唐突ですが、オペが上手いってどういったことなのでしょうか????


ブラックジャックのいた時代にもっとも必要だった手術の上手い条件は、手術時間の速さだったのと思います。術中感染を防ぐ方法や、麻酔の技術が発達していなかったですから。事実ブラックジャックは手術時間に非常にこだわっていますよね。


過去の経験から、大体10人外科医がいたとすれば、1人は器用で、テンポの良い手術をしてくれます。8人はどんぐりの背比べ。そして1人は本当に下手といった割合になるのです。料理人とか、大工さんとか一般の職人の社会でもそうじゃないですかね??


大工さんや、料理人さんのような職人さんは、早い人で16歳ぐらいから仕事をはじめます。若いころから学んだほうが上手くなるのは当たり前ですよね。


でも、人が外科医として働けるようになるためには最低でも6年生の大学を卒業して、24歳になってからです。この年からトレーニングを初めるのです。あぶらが乗るのは10年ぐらい経ってからですが、でも40過ぎぐらいから目が悪くなってしまって、第一線を引退する医師も多いのです。


外科医の旬な時期は、本当に短いものだなあと思います。もしも16歳ぐらいから手術のトレーニングが出来れば、天才的な外科医が日本にも、もっと増えるのだと思いますよ。


近年麻酔が進歩したおかげで、長時間の手術というものが可能になってきました。患者さんに負担にならなくなってきたというのは事実です。

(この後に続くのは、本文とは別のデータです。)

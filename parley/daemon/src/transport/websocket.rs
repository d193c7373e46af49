//! WebSocket Listener
//!
//! Browser clients speak WebSocket; the core speaks bytes. Each accepted
//! socket is bridged onto an in-memory duplex pipe whose near end becomes the
//! [`Connection`]:
//!
//! ```text
//!   browser ◄──ws frames──► bridge task ◄──bytes──► duplex ◄──► Connection
//!             text/binary ──► bytes, one line per frame
//!             bytes ──► text frames (UTF-8 boundaries preserved)
//! ```
//!
//! The bridge ends as soon as either side closes; dropping its half of the
//! pipe delivers end-of-stream to the session.

use std::io;
use std::net::SocketAddr;
use std::time::Duration;

use anyhow::{Context, Result};
use async_trait::async_trait;
use futures::{SinkExt, StreamExt};
use tokio::io::{AsyncReadExt, AsyncWriteExt, DuplexStream};
use tokio::net::{TcpListener, TcpStream};
use tokio::task::JoinSet;
use tokio_tungstenite::tungstenite::Message;
use tokio_tungstenite::WebSocketStream;

use parley_core::{Connection, Origin};

use super::Acceptor;

/// Time allowed for the HTTP upgrade
const HANDSHAKE_TIMEOUT: Duration = Duration::from_secs(10);

/// In-memory pipe capacity between bridge and session
const BRIDGE_CAPACITY: usize = 16 * 1024;

/// Accepts WebSocket clients
pub struct WebSocketAcceptor {
    listener: TcpListener,
    addr: SocketAddr,
    handshakes: JoinSet<Result<Connection>>,
}

impl WebSocketAcceptor {
    /// Bind to `addr`
    pub async fn bind(addr: &str) -> Result<Self> {
        let listener = TcpListener::bind(addr)
            .await
            .with_context(|| format!("Failed to bind WebSocket listener to {addr}"))?;
        let addr = listener
            .local_addr()
            .context("Failed to read WebSocket listener address")?;
        tracing::info!(addr = %addr, "Listening for WebSocket clients");
        Ok(Self {
            listener,
            addr,
            handshakes: JoinSet::new(),
        })
    }

    /// Bound address
    pub fn addr(&self) -> SocketAddr {
        self.addr
    }
}

#[async_trait]
impl Acceptor for WebSocketAcceptor {
    fn name(&self) -> &'static str {
        "websocket"
    }

    fn local_addr(&self) -> String {
        format!("ws://{}", self.addr())
    }

    async fn accept(&mut self) -> io::Result<Connection> {
        // Handshakes run concurrently so one slow client cannot stall others
        loop {
            tokio::select! {
                accepted = self.listener.accept() => {
                    let (stream, peer) = accepted?;
                    self.handshakes.spawn(upgrade(stream, peer));
                }
                Some(done) = self.handshakes.join_next(), if !self.handshakes.is_empty() => {
                    match done {
                        Ok(Ok(conn)) => return Ok(conn),
                        Ok(Err(e)) => tracing::debug!(error = %e, "WebSocket handshake failed"),
                        Err(e) => tracing::warn!(error = %e, "WebSocket handshake task failed"),
                    }
                }
            }
        }
    }
}

async fn upgrade(stream: TcpStream, peer: SocketAddr) -> Result<Connection> {
    let ws = tokio::time::timeout(HANDSHAKE_TIMEOUT, tokio_tungstenite::accept_async(stream))
        .await
        .with_context(|| format!("Handshake with {peer} timed out"))?
        .with_context(|| format!("Handshake with {peer} failed"))?;

    let (near, far) = tokio::io::duplex(BRIDGE_CAPACITY);
    let conn = Connection::new(near, Origin::human("websocket"));
    let conn_id = conn.id();
    tokio::spawn(async move {
        if let Err(e) = bridge(ws, far).await {
            tracing::debug!(conn_id = %conn_id, error = %e, "WebSocket bridge ended with error");
        }
        tracing::debug!(conn_id = %conn_id, "WebSocket bridge closed");
    });

    tracing::debug!(conn_id = %conn_id, peer = %peer, "WebSocket client accepted");
    Ok(conn)
}

/// Pump frames to bytes and bytes to frames until either side closes
async fn bridge<S>(ws: WebSocketStream<S>, pipe: DuplexStream) -> Result<()>
where
    S: tokio::io::AsyncRead + tokio::io::AsyncWrite + Unpin,
{
    let (mut ws_tx, mut ws_rx) = ws.split();
    let (mut pipe_rx, mut pipe_tx) = tokio::io::split(pipe);

    let inbound = async {
        while let Some(msg) = ws_rx.next().await {
            let payload = match msg? {
                Message::Text(text) => text.into_bytes(),
                Message::Binary(bytes) => bytes,
                Message::Close(_) => break,
                Message::Ping(_) | Message::Pong(_) | Message::Frame(_) => continue,
            };
            pipe_tx.write_all(&frame_line(payload)).await?;
            pipe_tx.flush().await?;
        }
        pipe_tx.shutdown().await?;
        Ok::<(), anyhow::Error>(())
    };

    let outbound = async {
        let mut buf = vec![0u8; 4096];
        let mut carry = Vec::new();
        loop {
            let n = pipe_rx.read(&mut buf).await?;
            if n == 0 {
                break;
            }
            carry.extend_from_slice(&buf[..n]);
            let text = take_utf8(&mut carry);
            if !text.is_empty() {
                ws_tx.send(Message::Text(text)).await?;
            }
        }
        if !carry.is_empty() {
            ws_tx
                .send(Message::Text(String::from_utf8_lossy(&carry).into_owned()))
                .await?;
        }
        ws_tx.close().await?;
        Ok::<(), anyhow::Error>(())
    };

    tokio::select! {
        r = inbound => r,
        r = outbound => r,
    }
}

/// A frame is one chat message; end it with a newline so messages never
/// run together on the byte stream
fn frame_line(mut payload: Vec<u8>) -> Vec<u8> {
    if payload.last() != Some(&b'\n') {
        payload.push(b'\n');
    }
    payload
}

/// Drain the longest valid UTF-8 prefix of `buf` as text
///
/// An incomplete multi-byte sequence at the end stays in `buf` for the next
/// chunk. Invalid bytes elsewhere are replaced.
fn take_utf8(buf: &mut Vec<u8>) -> String {
    match std::str::from_utf8(buf) {
        Ok(text) => {
            let text = text.to_owned();
            buf.clear();
            text
        }
        Err(e) if e.error_len().is_none() => {
            let rest = buf.split_off(e.valid_up_to());
            let text = String::from_utf8_lossy(buf).into_owned();
            *buf = rest;
            text
        }
        Err(_) => {
            let text = String::from_utf8_lossy(buf).into_owned();
            buf.clear();
            text
        }
    }
}

#[cfg(test)]
mod tests {
    use super::*;
    use parley_core::{LanguageModel, ModelConfig};
    use tokio_tungstenite::connect_async;

    #[test]
    fn test_take_utf8_keeps_split_sequence() {
        let snowman = "☃".as_bytes();
        let mut buf = b"hi ".to_vec();
        buf.extend_from_slice(&snowman[..1]);

        assert_eq!(take_utf8(&mut buf), "hi ");
        assert_eq!(buf, &snowman[..1]);

        buf.extend_from_slice(&snowman[1..]);
        assert_eq!(take_utf8(&mut buf), "☃");
        assert!(buf.is_empty());
    }

    #[test]
    fn test_take_utf8_replaces_invalid_bytes() {
        let mut buf = vec![b'a', 0xff, b'b'];
        assert_eq!(take_utf8(&mut buf), "a\u{fffd}b");
        assert!(buf.is_empty());
    }

    #[test]
    fn test_frame_line_adds_single_newline() {
        assert_eq!(frame_line(b"hi".to_vec()), b"hi\n");
        assert_eq!(frame_line(b"hi\n".to_vec()), b"hi\n");
        assert_eq!(frame_line(Vec::new()), b"\n");
    }

    #[tokio::test]
    async fn test_frames_bridge_to_bytes() {
        let mut acceptor = WebSocketAcceptor::bind("127.0.0.1:0").await.unwrap();
        let url = format!("ws://{}", acceptor.addr());

        let client = tokio::spawn(async move {
            let (mut ws, _) = connect_async(url).await.unwrap();
            ws.send(Message::Text("how are".to_string())).await.unwrap();
            ws.send(Message::Binary(b"you today".to_vec())).await.unwrap();
            let reply = ws.next().await.unwrap().unwrap();
            ws.close(None).await.unwrap();
            reply
        });

        let mut conn = acceptor.accept().await.unwrap();
        assert_eq!(conn.origin(), Origin::human("websocket"));

        let expected = b"how are\nyou today\n";
        let mut received = Vec::new();
        let mut buf = [0u8; 64];
        while received.len() < expected.len() {
            let n = conn.recv(&mut buf).await.unwrap();
            assert!(n > 0);
            received.extend_from_slice(&buf[..n]);
        }
        assert_eq!(received, expected);

        conn.send(b"hi there\n").await.unwrap();
        let reply = client.await.unwrap();
        assert_eq!(reply, Message::Text("hi there\n".to_string()));

        let n = conn.recv(&mut buf).await.unwrap();
        assert_eq!(n, 0);
    }

    #[tokio::test]
    async fn test_separate_frames_stay_separate_words() {
        let mut acceptor = WebSocketAcceptor::bind("127.0.0.1:0").await.unwrap();
        let url = format!("ws://{}", acceptor.addr());

        let client = tokio::spawn(async move {
            let (mut ws, _) = connect_async(url).await.unwrap();
            ws.send(Message::Text("how are".to_string())).await.unwrap();
            ws.send(Message::Text("you today".to_string())).await.unwrap();
            ws.close(None).await.unwrap();
        });

        let mut conn = acceptor.accept().await.unwrap();
        let model = LanguageModel::with_seed(&ModelConfig::default(), 1);
        let mut ingestor = model.ingestor();
        let mut buf = [0u8; 64];
        loop {
            let n = conn.recv(&mut buf).await.unwrap();
            if n == 0 {
                break;
            }
            ingestor.feed(&buf[..n]);
        }
        ingestor.finish();
        client.await.unwrap();

        assert_eq!(
            model.sample_successor(&["how", "are"]).as_deref(),
            Some("you")
        );
        assert_eq!(model.sample_successor(&["how", "areyou"]), None);
    }
}
//! Architectural Enforcement Integration Tests
//!
//! This package contains integration tests that enforce architectural principles
//! across the parley crates:
//! - Timers only where the chat protocol calls for them
//! - No blocking socket or file I/O inside the async core
//!
//! The helpers here walk the production sources and hand each line of
//! non-test code to a rule. Everything from the first `#[cfg(test)]` onward is
//! treated as test code, matching how the crates place their test modules.

use std::fmt;
use std::path::{Path, PathBuf};

use walkdir::WalkDir;

/// Workspace root, two levels above this package
pub fn workspace_root() -> PathBuf {
    Path::new(env!("CARGO_MANIFEST_DIR"))
        .join("..")
        .join("..")
}

/// Source directory of a workspace crate, e.g. `source_dir("parley/core")`
pub fn source_dir(krate: &str) -> PathBuf {
    workspace_root().join(krate).join("src")
}

/// All `.rs` files under `dir`, sorted for stable reports
pub fn rust_files(dir: &Path) -> Vec<PathBuf> {
    let mut files: Vec<PathBuf> = WalkDir::new(dir)
        .into_iter()
        .filter_map(Result::ok)
        .filter(|entry| entry.path().extension().is_some_and(|ext| ext == "rs"))
        .map(|entry| entry.path().to_path_buf())
        .collect();
    files.sort();
    files
}

/// Production lines of a source file as `(line_number, code)`
///
/// Stops at the first `#[cfg(test)]`. Comment lines are skipped and trailing
/// `//` comments are cut off.
pub fn production_lines(content: &str) -> Vec<(usize, &str)> {
    let mut lines = Vec::new();
    for (idx, line) in content.lines().enumerate() {
        let trimmed = line.trim();
        if trimmed.starts_with("#[cfg(test)]") {
            break;
        }
        if trimmed.starts_with("//") || trimmed.is_empty() {
            continue;
        }
        let code = trimmed.split("//").next().unwrap_or(trimmed).trim_end();
        lines.push((idx + 1, code));
    }
    lines
}

/// One rule violation
#[derive(Debug, Clone, PartialEq, Eq)]
pub struct Violation {
    /// File the line came from
    pub path: PathBuf,
    /// 1-based line number
    pub line: usize,
    /// What the rule objected to
    pub reason: String,
    /// The offending code
    pub code: String,
}

impl fmt::Display for Violation {
    fn fmt(&self, f: &mut fmt::Formatter<'_>) -> fmt::Result {
        write!(
            f,
            "{}:{} - {}: {}",
            self.path.display(),
            self.line,
            self.reason,
            self.code
        )
    }
}

/// Run `rule` over every production line under `dir`
///
/// The rule receives the file path and a line of code and returns a reason
/// when the line breaks it.
pub fn scan<F>(dir: &Path, mut rule: F) -> Vec<Violation>
where
    F: FnMut(&Path, &str) -> Option<String>,
{
    let mut violations = Vec::new();
    for path in rust_files(dir) {
        let Ok(content) = std::fs::read_to_string(&path) else {
            continue;
        };
        for (line, code) in production_lines(&content) {
            if let Some(reason) = rule(&path, code) {
                violations.push(Violation {
                    path: path.clone(),
                    line,
                    reason,
                    code: code.to_string(),
                });
            }
        }
    }
    violations
}

/// Print violations and fail the calling test if there are any
pub fn report(title: &str, violations: &[Violation]) {
    if violations.is_empty() {
        return;
    }
    eprintln!("\n❌ {title}:\n");
    for violation in violations {
        eprintln!("  {violation}");
    }
    eprintln!();
    panic!("Found {} {} violation(s)", violations.len(), title);
}

/// Whether `path` ends with `file_name`
pub fn is_file(path: &Path, file_name: &str) -> bool {
    path.file_name().is_some_and(|name| name == file_name)
}

#[cfg(test)]
mod tests {
    use super::*;

    #[test]
    fn test_production_lines_stop_at_test_module() {
        let source = "fn a() {}\n// note\nfn b() {} // trailing\n#[cfg(test)]\nfn c() {}\n";
        let lines = production_lines(source);
        assert_eq!(lines, vec![(1, "fn a() {}"), (3, "fn b() {}")]);
    }

    #[test]
    fn test_source_dirs_exist() {
        assert!(source_dir("parley/core").join("lib.rs").exists());
        assert!(source_dir("parley/daemon").join("main.rs").exists());
    }
}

こうなると、多少はゆっくり手術しても、また、特別器用じゃなくても仕事が丁寧な外科医が患者さんにとってはいい仕事をすることになります。もちろん心臓血管外科とか、一部の脳外科の手術で、時間と器用さが勝負ということもありますけれどね。ガンのリンパ節転移をマップに照らし合わせて綺麗に摘出するとか、術後の皮膚の縫合を時間をかけて、傷が残りにくくするとか、乳がん跡などの術後の形成とか、そういった丁寧な仕事が求められるのでしょう。


時代によって、求められるニーズは違うということなのでしょうね。